Self-attention is the mechanism behind every large language model, the “attention” in “attention is all you need.” Its power over the earlier approaches is exactly the move from the crude average to learned weights: instead of a fixed rule for combining context (a uniform average, or WaveNet’s fixed tree), each token dynamically decides, from the data, which earlier tokens are relevant to it. A pronoun can learn to attend to the noun it refers to; a closing bracket can learn to attend to its opening one. That flexible, learned, content-based routing is what let transformers leap past the recurrent and convolutional models before them.

When you watch a chatbot handle a long prompt and correctly connect a detail at the end to something said near the start, this is the machinery doing it: every token, at every layer, reaching back over the whole context and pulling in what its query finds relevant. The AI Foundations track describes this from the outside; you have now built the inside.

Forgetting the causal mask is what makes it GPT. Without the future-masking, a token could attend to later tokens and the model would be cheating during training. The lower-triangular mask is not an optimization detail; it is what makes the model a next-token predictor.

Conflating keys and values. The key is for matching (it sets the attention weight); the value is what gets summed. They are different learned projections of the same token, answering “why listen to me?” versus “what do I say?”

Thinking attention weights are an explanation. They show where a token drew information from, which is part of the computation, not a guaranteed account of why the model produced its output (the same caution the AI Foundations attention lesson raises).
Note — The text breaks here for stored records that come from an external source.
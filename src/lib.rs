//! This crate provides a rules engine for [checkers](https://en.wikipedia.org/wiki/Checkers)
//! (draughts) on an 8x8 board, with mandatory captures, multi-jump chains and long-range kings.
//! It includes structs and enums that encapsulate game data and logic, suitable for driving a
//! game client. It is not a goal of this crate to provide a concrete user interface or an AI; a
//! small console client is included behind the `demo` feature.
//!
//! # Getting started
//!
//! - [`game::Checkers`]: The engine. It owns the board and the state of the current turn, and is
//!   driven one clicked square at a time through [`game::Checkers::process_input`]. After each
//!   input, a client re-reads the board with [`game::Checkers::text_board`] and the status with
//!   [`game::Checkers::game_state`] or [`game::Checkers::text_state`].
//! - [`game::logic::GameLogic`]: Implements the rules themselves (capture detection, move
//!   validation, obligatory captures and the end of the game). It holds no state; its methods take
//!   a reference to a [`board::state::Board`], so it can be used to evaluate positions without
//!   touching a live game.
//! - [`board::state::Board`]: The 8x8 grid of [`board::state::Cell`]s, with helpers for reading
//!   diagonals and for converting to and from text.
//!
//! # Turns
//!
//! A turn is made of clicks. The first click picks up one of the current player's pieces; the
//! next chooses where to put it. If the move captures and the same piece can capture again, the
//! turn continues and the next click chooses the following square of the chain. Clicking the
//! square the piece was picked up from cancels the turn. Whenever any piece of the current player
//! can capture, only such pieces may be picked up and a plain move is not allowed.
//!
//! # Text boards
//!
//! Boards are exchanged as eight rows of eight strings. An empty string is an empty square; a
//! piece is its owner's icon (`C` for Black, `B` for White), followed by `d` if it is a king, and
//! wrapped in `[...]` while it is picked up. Positions can also be written in a compact notation
//! (see [`board::state::Board::from_notation`]); the opening position is
//! [`preset::boards::STANDARD`].

/// Miscellaneous utilities used elsewhere in the crate.
#[macro_use]
mod utils;

/// Code relating to game pieces and players.
pub mod pieces;

/// Errors used elsewhere in the crate.
pub mod error;

/// Code for implementing a game, including game logic and state.
pub mod game;

/// Code relating to board tiles and coordinates.
pub mod tiles;

/// Code relating to "plays" (ie, game moves).
pub mod play;

/// Pre-defined board positions.
pub mod preset;

/// Code relating to the board, including board state and geometry.
pub mod board;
Skipping the scaling. Unscaled affinities make softmax saturate and the gradients vanish. Dividing by sqrt(dimension) is small but load-bearing, the same lesson about keeping activations in a trainable range from the BatchNorm lesson.

  • Self-attention lets each token gather information from the earlier tokens, with learned, data-dependent weights. Each token emits a query and a key; the dot product of one token’s query with another’s key is their affinity, and softmax turns a token’s affinities into weights for a weighted sum of the others’ values.
  • The causal mask is what makes it a GPT. Affinities to future positions are set to negative infinity before softmax, so every token attends only to itself and the past. Worked once: token 2 with raw affinities [1, 1, 5] masks the future to get weights [0.5, 0.5, 0], then blends the past values, ignoring the high-affinity future token entirely.
  • This is the core of every large language model. Learned, content-based routing (each token choosing who to listen to) is what made transformers beat the averaging, recurrent, and convolutional models before them. The query/key/value projections are trained, and scaling the affinities by 1/sqrt(dimension) keeps the softmax trainable.

You have built the heart of the transformer: a single self-attention computation. The next lesson assembles it into the full GPT, many attention heads in parallel, stacked into blocks with the feed-forward layers and normalization from earlier phases, and trains the whole thing to generate text, the last build of the track.